Rabbi Dr. David  Hartman, the Rationalist Rebbe who with King David’s passion, Maimonides’ wisdom and Ben-Gurion’s institution-building skill, devoted his life to cultivating an expansive Judaism, an idealistic Zionism, and a functional Israel, died today in his beloved city of Jerusalem. Born in Brooklyn in 1931, educated at Yeshiva University and Fordham University, he began making his mark in Montreal in the 1960s. There, as a congregational rabbi, a McGill University professor, and a founder of the Akiva school, he honed his trademark abilities as a populist philosopher in the best sense of both words – speaking to the student within all of us, making illuminating Jewish and Western ideas relevant to generations of devotees. In 1971, inspired by the Six Day War, and, he quipped, guilty of taking his own sermons too seriously, he moved to Israel, with his extraordinary wife Bobbi and their children. Believing that “Israel offers Jews an unprecedented opportunity to regenerate the primary roots of Judaism,” this American thinker became an Israeli builder, founding the Shalom Hartman Institute think tank, named after his father, and establishing Hartman junior high schools and high schools, now teaching hundreds of boys and girls annually his humanistic, ethical, approach to tradition and modernity.

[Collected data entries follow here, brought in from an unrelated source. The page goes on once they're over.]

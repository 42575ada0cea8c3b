//! Loyalty Ledger Core
//!
//! Points ledger with cashback rules, multi-level referral commission and a
//! durable retry queue for writes that hit a transient storage failure.
//!
//! # Architecture
//!
//! - **Single Writer**: One actor serializes every balance mutation
//! - **Atomic Commit**: Balance, history entry and receipt land in one write
//! - **Idempotent Replay**: Every mutation carries an operation ID
//! - **Degrade, don't fail**: Missing or broken configuration resolves to
//!   defaults instead of refusing a purchase
//!
//! # Invariants
//!
//! - Balance == Σ committed canonical amounts, and never negative
//! - Commission items of a purchase sum exactly to its fund
//! - History entries are never modified or deleted
//! - A validation failure is never queued

#![forbid(unsafe_code)]
#![warn(
    missing_docs,
    rust_2018_idioms,
    missing_debug_implementations,
    clippy::all
)]

pub mod types;
pub mod error;
pub mod config;
pub mod registry;
pub mod storage;
pub mod currency;
pub mod rules;
pub mod limits;
pub mod partners;
pub mod referral;
pub mod commission;
pub mod actor;
pub mod ledger;
pub mod queue;
pub mod processor;
pub mod metrics;

// Re-exports
pub use error::{Error, Resolution, Result};
pub use types::{
    Account, AccountId, CommissionItem, CommissionTier, CommitReceipt, CommitRequest,
    CurrencyCode, EntryKind, LedgerEntry, PendingOperation,
};
pub use config::Config;
pub use ledger::Ledger;
pub use storage::Storage;
pub use queue::{DrainReport, Replayer, RetryQueue};
pub use processor::{AccrualRequest, TransactionOutcome, TransactionProcessor};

Like so many others, I first encountered Rabbi Hartman via the New York Times. He was the Thomas Friedman Professor of Jewish Thought, the Mideast’s quotemaster general, feeding pithy insights to the Times’ Israel correspondent in the 1980s and 1990s.  Hartman addressed profound issues colorfully, memorably. He could mock Israel’s polarized discussion about religion by saying that ''''For years Israelis treated religion as if there were only two options -- Club Med or the ghetto,'''' as secular Israelis now sought “more spiritual content.”  Analyzing the post-Oslo peace impasse, he dismissed the Right’s belief “that military strength guarantees survival,” yet said the Left faltered because “the longer [Oslo] went on the less people felt that Arafat and the Arabs were really ready to accept Israelis as a people who had come home.”  And he captured one of modern Jewry’s and Zionism’s central conundrums, asking, provocatively: “Is persecution and the ghetto necessary for survival, or can we live in freedom?''''
Intrigued by such resonant soundbites, many of us devoured his books. We learned about his model Jewish philosopher who synthesized Jewish and secular thought inMaimonides: Torah and Philosophic Quest (1976). We studied the implications of his ironic insight that “Secular Zionism has created the social and political conditions for the entire Jewish people to renew its ancient covenant at Sinai,” in A Living Covenant: The Innovative Spirit in Traditional Judaism (1998). We toured today’s diverse Jewish world, learning that Judaism does not begin with “a leap of faith” but “a leap of identification with a people and a history” in A Heart of Many Rooms: Celebrating the Many Voices Within Judaism (1999). We broke through those Club Med- Ghetto stereotypes with Israelis and the Jewish Tradition (2000). And we learned how to have a humane, flexible Halakhah while deliberating about what God wants from us inThe God Who Hates Lies (2011).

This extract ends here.